Character for character, reproduce every entry below.

PROVIDED ENTRIES:
____

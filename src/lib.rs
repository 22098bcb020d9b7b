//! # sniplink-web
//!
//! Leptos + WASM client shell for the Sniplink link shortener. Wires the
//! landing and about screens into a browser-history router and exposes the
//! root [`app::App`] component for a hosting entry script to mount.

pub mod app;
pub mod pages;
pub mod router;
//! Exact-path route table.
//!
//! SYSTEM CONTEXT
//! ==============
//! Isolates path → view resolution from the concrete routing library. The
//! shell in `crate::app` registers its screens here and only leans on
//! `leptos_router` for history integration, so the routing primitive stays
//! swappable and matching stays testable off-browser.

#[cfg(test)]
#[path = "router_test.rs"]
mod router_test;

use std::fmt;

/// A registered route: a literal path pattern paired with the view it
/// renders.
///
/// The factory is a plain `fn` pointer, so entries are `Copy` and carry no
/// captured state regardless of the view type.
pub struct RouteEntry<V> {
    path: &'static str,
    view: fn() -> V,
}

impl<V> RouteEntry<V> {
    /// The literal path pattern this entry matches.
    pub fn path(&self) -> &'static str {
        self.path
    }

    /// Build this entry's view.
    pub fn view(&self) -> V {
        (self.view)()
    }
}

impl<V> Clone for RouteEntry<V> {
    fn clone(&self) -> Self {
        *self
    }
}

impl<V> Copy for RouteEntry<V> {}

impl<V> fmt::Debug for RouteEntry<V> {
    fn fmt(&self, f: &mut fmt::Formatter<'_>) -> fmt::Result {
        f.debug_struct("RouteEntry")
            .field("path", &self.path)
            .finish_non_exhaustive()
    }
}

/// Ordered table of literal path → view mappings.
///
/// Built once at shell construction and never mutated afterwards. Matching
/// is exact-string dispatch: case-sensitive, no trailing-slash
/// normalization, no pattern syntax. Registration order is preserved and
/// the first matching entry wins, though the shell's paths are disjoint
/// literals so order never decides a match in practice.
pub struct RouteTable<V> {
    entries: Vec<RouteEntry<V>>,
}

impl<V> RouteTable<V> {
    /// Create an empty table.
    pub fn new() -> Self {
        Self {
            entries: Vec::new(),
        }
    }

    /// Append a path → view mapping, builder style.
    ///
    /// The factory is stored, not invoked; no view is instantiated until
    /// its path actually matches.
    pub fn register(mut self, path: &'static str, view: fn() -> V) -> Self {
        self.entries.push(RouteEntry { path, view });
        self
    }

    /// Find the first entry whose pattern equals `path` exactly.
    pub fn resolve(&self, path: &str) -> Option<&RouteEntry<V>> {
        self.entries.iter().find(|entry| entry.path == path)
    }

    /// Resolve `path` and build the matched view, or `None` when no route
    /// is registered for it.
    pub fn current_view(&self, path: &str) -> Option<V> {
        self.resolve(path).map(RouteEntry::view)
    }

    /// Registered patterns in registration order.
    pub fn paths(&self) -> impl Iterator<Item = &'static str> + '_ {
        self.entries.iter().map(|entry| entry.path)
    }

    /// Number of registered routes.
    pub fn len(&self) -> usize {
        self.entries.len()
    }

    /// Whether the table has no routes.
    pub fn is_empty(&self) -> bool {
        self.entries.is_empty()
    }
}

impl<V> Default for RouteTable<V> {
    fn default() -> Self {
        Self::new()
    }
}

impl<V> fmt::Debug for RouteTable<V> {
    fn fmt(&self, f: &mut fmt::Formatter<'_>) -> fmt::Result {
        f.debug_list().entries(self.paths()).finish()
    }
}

____

RESPONSE:
filename src/lib.rs
repository 22098bcb020d9b7b
//! # sniplink-web
//!
//! Leptos + WASM client shell for the Sniplink link shortener. Wires the
//! landing and about screens into a browser-history router and exposes the
//! root [`app::App`] component for a hosting entry script to mount.

pub mod app;
pub mod pages;
pub mod router;
//! Exact-path route table.
//!
//! SYSTEM CONTEXT
//! ==============
//! Isolates path → view resolution from the concrete routing library. The
//! shell in `crate::app` registers its screens here and only leans on
//! `leptos_router` for history integration, so the routing primitive stays
//! swappable and matching stays testable off-browser.

#[cfg(test)]
#[path = "router_test.rs"]
mod router_test;

use std::fmt;

/// A registered route: a literal path pattern paired with the view it
/// renders.
///
/// The factory is a plain `fn` pointer, so entries are `Copy` and carry no
/// captured state regardless of the view type.
pub struct RouteEntry<V> {
    path: &'static str,
    view: fn() -> V,
}

impl<V> RouteEntry<V> {
    /// The literal path pattern this entry matches.
    pub fn path(&self) -> &'static str {
        self.path
    }

    /// Build this entry's view.
    pub fn view(&self) -> V {
        (self.view)()
    }
}

impl<V> Clone for RouteEntry<V> {
    fn clone(&self) -> Self {
        *self
    }
}

impl<V> Copy for RouteEntry<V> {}

impl<V> fmt::Debug for RouteEntry<V> {
    fn fmt(&self, f: &mut fmt::Formatter<'_>) -> fmt::Result {
        f.debug_struct("RouteEntry")
            .field("path", &self.path)
            .finish_non_exhaustive()
    }
}

/// Ordered table of literal path → view mappings.
///
/// Built once at shell construction and never mutated afterwards. Matching
/// is exact-string dispatch: case-sensitive, no trailing-slash
/// normalization, no pattern syntax. Registration order is preserved and
/// the first matching entry wins, though the shell's paths are disjoint
/// literals so order never decides a match in practice.
pub struct RouteTable<V> {
    entries: Vec<RouteEntry<V>>,
}

impl<V> RouteTable<V> {
    /// Create an empty table.
    pub fn new() -> Self {
        Self {
            entries: Vec::new(),
        }
    }

    /// Append a path → view mapping, builder style.
    ///
    /// The factory is stored, not invoked; no view is instantiated until
    /// its path actually matches.
    pub fn register(mut self, path: &'static str, view: fn() -> V) -> Self {
        self.entries.push(RouteEntry { path, view });
        self
    }

    /// Find the first entry whose pattern equals `path` exactly.
    pub fn resolve(&self, path: &str) -> Option<&RouteEntry<V>> {
        self.entries.iter().find(|entry| entry.path == path)
    }

    /// Resolve `path` and build the matched view, or `None` when no route
    /// is registered for it.
    pub fn current_view(&self, path: &str) -> Option<V> {
        self.resolve(path).map(RouteEntry::view)
    }

    /// Registered patterns in registration order.
    pub fn paths(&self) -> impl Iterator<Item = &'static str> + '_ {
        self.entries.iter().map(|entry| entry.path)
    }

    /// Number of registered routes.
    pub fn len(&self) -> usize {
        self.entries.len()
    }

    /// Whether the table has no routes.
    pub fn is_empty(&self) -> bool {
        self.entries.is_empty()
    }
}

impl<V> Default for RouteTable<V> {
    fn default() -> Self {
        Self::new()
    }
}

impl<V> fmt::Debug for RouteTable<V> {
    fn fmt(&self, f: &mut fmt::Formatter<'_>) -> fmt::Result {
        f.debug_list().entries(self.paths()).finish()
    }
}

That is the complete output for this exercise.